Workplace software provider Slack failed to live up to its 2019 IPO hype, but agreed to be taken over in December by Salesforce for a staggering $27.7 billion, a 55% premium to its market price. 

Tesla best symbolises the new golden age, after seeing its share price rise 7.5 fold in 2020 to hit a value of $630 billion, bigger than Toyota, VW, Daimler, GM, BMW, Honda and Ford, added together. 

But Ark believes its expertise stretches across several platforms – AI, energy storage, and robotics – opening up new opportunities beyond the ken of motor analysts. 

New narratives are continually developing. AI through machine learning has already become a powerful tool in management decisions, as Salesforce has demonstrated. New applications are under development in venture capital, including quantum computing.

This year we have seen drugs developed in less than a year to fight the pandemic. Moderna, earmarked as a possible vaccine provider by Family Capital on 2 March, has seen its shares sextuple in a year.

In less than five years, Woods believes geneticists will cure cancers by identifying DNA mutations and editing them out, leaving biotech in pole position to take disruption to the next level. 

3D Printing, self-driving cars and space exploration can become successful through robotics.  The next generation of global technology networks will use blockchain. Bank accounts are turning into e-wallets. 
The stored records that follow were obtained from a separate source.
//! JSON-over-HTTP transport for the application services.
//!
//! Routes live under `/api` plus a bare `/health` probe. Handlers parse
//! paths and bodies, call one service operation, and map errors through
//! [`ApiError`].

mod analytics;
mod error;
mod taxonomy;
mod tasks;
mod tracking;

pub use error::ApiError;

use crate::app::Services;
use crate::taxonomy::domain::Pillar;
use crate::tracking::domain::{Granularity, PeriodAnchor};
use axum::routing::{delete, get, post};
use axum::{Json, Router};
use mockable::DefaultClock;
use serde::Serialize;
use std::sync::Arc;
use tower_http::cors::CorsLayer;
use tower_http::trace::TraceLayer;

/// Services shared by every handler.
pub type AppState = Arc<Services<DefaultClock>>;

/// Builds the application router.
#[must_use]
pub fn router(state: AppState) -> Router {
    Router::new()
        .route("/health", get(health))
        .route("/api/pillars", get(pillars))
        // Taxonomy.
        .route(
            "/api/categories",
            get(taxonomy::list_categories).post(taxonomy::create_category),
        )
        .route(
            "/api/categories/{id}",
            get(taxonomy::get_category).patch(taxonomy::update_category),
        )
        .route(
            "/api/categories/{id}/sub-categories",
            get(taxonomy::list_sub_categories).post(taxonomy::create_sub_category),
        )
        // Task registry.
        .route("/api/tasks", get(tasks::list_tasks).post(tasks::create_task))
        .route(
            "/api/tasks/{id}",
            get(tasks::get_task)
                .patch(tasks::update_task)
                .delete(tasks::delete_task),
        )
        .route("/api/tasks/{id}/complete", post(tasks::complete_task))
        .route("/api/tasks/{id}/na", post(tasks::mark_task_na))
        .route("/api/tasks/{id}/reopen", post(tasks::reopen_task))
        // Period tracking.
        .route(
            "/api/time-entries/{granularity}/{date}",
            get(tracking::list_entries).put(tracking::save_entries),
        )
        .route(
            "/api/time-entries/{granularity}/{date}/{task_id}/{sub_unit}",
            delete(tracking::delete_entry),
        )
        .route(
            "/api/task-status/{granularity}/{date}/{task_id}",
            get(tracking::get_status).delete(tracking::reset_status),
        )
        .route(
            "/api/task-status/{granularity}/{date}/{task_id}/track",
            post(tracking::track_status),
        )
        .route(
            "/api/task-status/{granularity}/{date}/{task_id}/complete",
            post(tracking::complete_status),
        )
        .route(
            "/api/task-status/{granularity}/{date}/{task_id}/na",
            post(tracking::na_status),
        )
        .route("/api/summaries/{granularity}", get(tracking::list_summaries))
        .route(
            "/api/summaries/{granularity}/{date}",
            get(tracking::get_summary),
        )
        // Analytics.
        .route("/api/analytics/pillars", get(analytics::pillar_breakdown))
        .route("/api/analytics/completion", get(analytics::completion_rate))
        .layer(TraceLayer::new_for_http())
        .layer(CorsLayer::permissive())
        .with_state(state)
}

#[derive(Serialize)]
struct HealthResponse {
    status: &'static str,
    version: &'static str,
}

async fn health() -> Json<HealthResponse> {
    Json(HealthResponse {
        status: "ok",
        version: env!("CARGO_PKG_VERSION"),
    })
}

#[derive(Serialize)]
struct PillarView {
    pillar: Pillar,
    name: &'static str,
    daily_allocation_minutes: u32,
}

async fn pillars() -> Json<Vec<PillarView>> {
    Json(
        Pillar::ALL
            .into_iter()
            .map(|pillar| PillarView {
                pillar,
                name: pillar.display_name(),
                daily_allocation_minutes: pillar.daily_allocation_minutes(),
            })
            .collect(),
    )
}

fn parse_anchor(granularity: &str, date: &str) -> Result<PeriodAnchor, ApiError> {
    let parsed = Granularity::try_from(granularity)?;
    Ok(PeriodAnchor::parse(parsed, date)?)
}
//! Period tracking for pillarwise.
//!
//! A period is a calendar window (day, week, month, or year) identified by a
//! canonical [`domain::PeriodAnchor`]. Minutes are logged per task and
//! sub-unit of that window, per-period statuses override a task's
//! allocation, and the reconciler derives a cached [`domain::PeriodSummary`]
//! from those inputs after every mutation.
//!
//! - Domain types and the pure reconciliation in [`domain`]
//! - Port contracts in [`ports`]
//! - Adapter implementations in [`adapters`]
//! - Orchestration services in [`services`]

pub mod adapters;
pub mod domain;
pub mod ports;
pub mod services;

#[cfg(test)]
mod tests;
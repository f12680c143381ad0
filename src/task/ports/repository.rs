//! Repository port for task persistence and lookup.

use crate::task::domain::{Frequency, Task, TaskId};
use crate::taxonomy::domain::{CategoryId, Pillar};
use async_trait::async_trait;
use std::sync::Arc;
use thiserror::Error;

/// Result type for task repository operations.
pub type TaskRepositoryResult<T> = Result<T, TaskRepositoryError>;

/// Filter applied when listing tasks.
///
/// The default query returns active tasks of every frequency.
#[derive(Debug, Clone, Copy, Default, PartialEq, Eq)]
pub struct TaskQuery {
    /// Restricts results to one frequency.
    pub frequency: Option<Frequency>,
    /// Restricts results to one pillar.
    pub pillar: Option<Pillar>,
    /// Restricts results to one category.
    pub category_id: Option<CategoryId>,
    /// Includes inactive and soft-deleted tasks when set.
    pub include_inactive: bool,
}

impl TaskQuery {
    /// Active tasks of the given frequency: the reconciler's input set.
    #[must_use]
    pub const fn active_with_frequency(frequency: Frequency) -> Self {
        Self {
            frequency: Some(frequency),
            pillar: None,
            category_id: None,
            include_inactive: false,
        }
    }

    /// Returns `true` when the task satisfies every filter.
    #[must_use]
    pub fn matches(&self, task: &Task) -> bool {
        (self.include_inactive || task.is_active())
            && self.frequency.is_none_or(|wanted| task.frequency() == wanted)
            && self.pillar.is_none_or(|wanted| task.pillar() == wanted)
            && self
                .category_id
                .is_none_or(|wanted| task.placement().category_id == wanted)
    }
}

/// Task persistence contract.
#[async_trait]
pub trait TaskRepository: Send + Sync {
    /// Stores a new task.
    ///
    /// # Errors
    ///
    /// Returns [`TaskRepositoryError::DuplicateTask`] when the task ID already
    /// exists.
    async fn store(&self, task: &Task) -> TaskRepositoryResult<()>;

    /// Persists changes to an existing task.
    ///
    /// # Errors
    ///
    /// Returns [`TaskRepositoryError::NotFound`] when the task does not exist.
    async fn update(&self, task: &Task) -> TaskRepositoryResult<()>;

    /// Finds a task by identifier, including soft-deleted tasks.
    ///
    /// Returns `None` when the task does not exist.
    async fn find_by_id(&self, id: TaskId) -> TaskRepositoryResult<Option<Task>>;

    /// Lists tasks matching the query, ordered by creation time.
    async fn list(&self, query: TaskQuery) -> TaskRepositoryResult<Vec<Task>>;
}

/// Errors returned by task repository implementations.
#[derive(Debug, Clone, Error)]
pub enum TaskRepositoryError {
    /// A task with the same identifier already exists.
    #[error("duplicate task identifier: {0}")]
    DuplicateTask(TaskId),

    /// The task was not found.
    #[error("task not found: {0}")]
    NotFound(TaskId),

    /// Persistence-layer failure.
    #[error("persistence error: {0}")]
    Persistence(Arc<dyn std::error::Error + Send + Sync>),
}

impl TaskRepositoryError {
    /// Wraps a persistence error.
    pub fn persistence(err: impl std::error::Error + Send + Sync + 'static) -> Self {
        Self::Persistence(Arc::new(err))
    }
}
Cathie Wood believes all this, which comes with price efficiency, will add multiple trillions to market values while converting old economy companies into value traps. 

She says managers can’t see what is coming down the line because their data is backward looking. This could spell problems for indexed funds, exposed to fading companies and failing to invest in tomorrow’s innovative companies, because they are relatively small.   

Fair enough, but even Wood concedes a correction is possible. Not least because trends do not travel in straight lines forever.